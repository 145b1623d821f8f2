use generic_array_struct::generic_array_struct;

// Accounts

#[generic_array_struct(builder pub)]
#[derive(Debug, Default, Clone, Copy, PartialEq, Eq, Hash)]
#[repr(transparent)]
pub struct CreateAtaIxAccs<T> {
    /// Pays for the new token account's rent
    pub payer: T,

    /// The associated token account to create
    pub ata: T,

    /// Wallet or PDA that will own the token account
    pub owner: T,

    pub mint: T,

    pub system_program: T,

    pub token_program: T,
}

impl<T: Copy> CreateAtaIxAccs<T> {
    #[inline]
    pub const fn memset(val: T) -> Self {
        Self([val; CREATE_ATA_IX_ACCS_LEN])
    }
}

pub type CreateAtaIxKeys<'a> = CreateAtaIxAccs<&'a [u8; 32]>;

pub type CreateAtaIxKeysOwned = CreateAtaIxAccs<[u8; 32]>;

pub type CreateAtaIxAccFlags = CreateAtaIxAccs<bool>;

pub const CREATE_ATA_IX_IS_WRITER: CreateAtaIxAccFlags = CreateAtaIxAccFlags::memset(false)
    .const_with_payer(true)
    .const_with_ata(true);

pub const CREATE_ATA_IX_IS_SIGNER: CreateAtaIxAccFlags =
    CreateAtaIxAccFlags::memset(false).const_with_payer(true);

// Data

/// The legacy `Create` instruction has empty ix data.
/// It fails if the account already exists, which is why callers
/// check for existence first instead of using `CreateIdempotent`.
pub const CREATE_ATA_IX_DATA: [u8; 0] = [];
..........
## TASK DESCRIPTION
Copy all of the data exactly.

## SOLUTION FOR THIS PROBLEM
repository 145b1623d821f8f2
use generic_array_struct::generic_array_struct;

// Accounts

#[generic_array_struct(builder pub)]
#[derive(Debug, Default, Clone, Copy, PartialEq, Eq, Hash)]
#[repr(transparent)]
pub struct CreateAtaIxAccs<T> {
    /// Pays for the new token account's rent
    pub payer: T,

    /// The associated token account to create
    pub ata: T,

    /// Wallet or PDA that will own the token account
    pub owner: T,

    pub mint: T,

    pub system_program: T,

    pub token_program: T,
}

impl<T: Copy> CreateAtaIxAccs<T> {
    #[inline]
    pub const fn memset(val: T) -> Self {
        Self([val; CREATE_ATA_IX_ACCS_LEN])
    }
}

pub type CreateAtaIxKeys<'a> = CreateAtaIxAccs<&'a [u8; 32]>;

pub type CreateAtaIxKeysOwned = CreateAtaIxAccs<[u8; 32]>;

pub type CreateAtaIxAccFlags = CreateAtaIxAccs<bool>;

pub const CREATE_ATA_IX_IS_WRITER: CreateAtaIxAccFlags = CreateAtaIxAccFlags::memset(false)
    .const_with_payer(true)
    .const_with_ata(true);

pub const CREATE_ATA_IX_IS_SIGNER: CreateAtaIxAccFlags =
    CreateAtaIxAccFlags::memset(false).const_with_payer(true);

// Data

/// The legacy `Create` instruction has empty ix data.
/// It fails if the account already exists, which is why callers
/// check for existence first instead of using `CreateIdempotent`.
pub const CREATE_ATA_IX_DATA: [u8; 0] = [];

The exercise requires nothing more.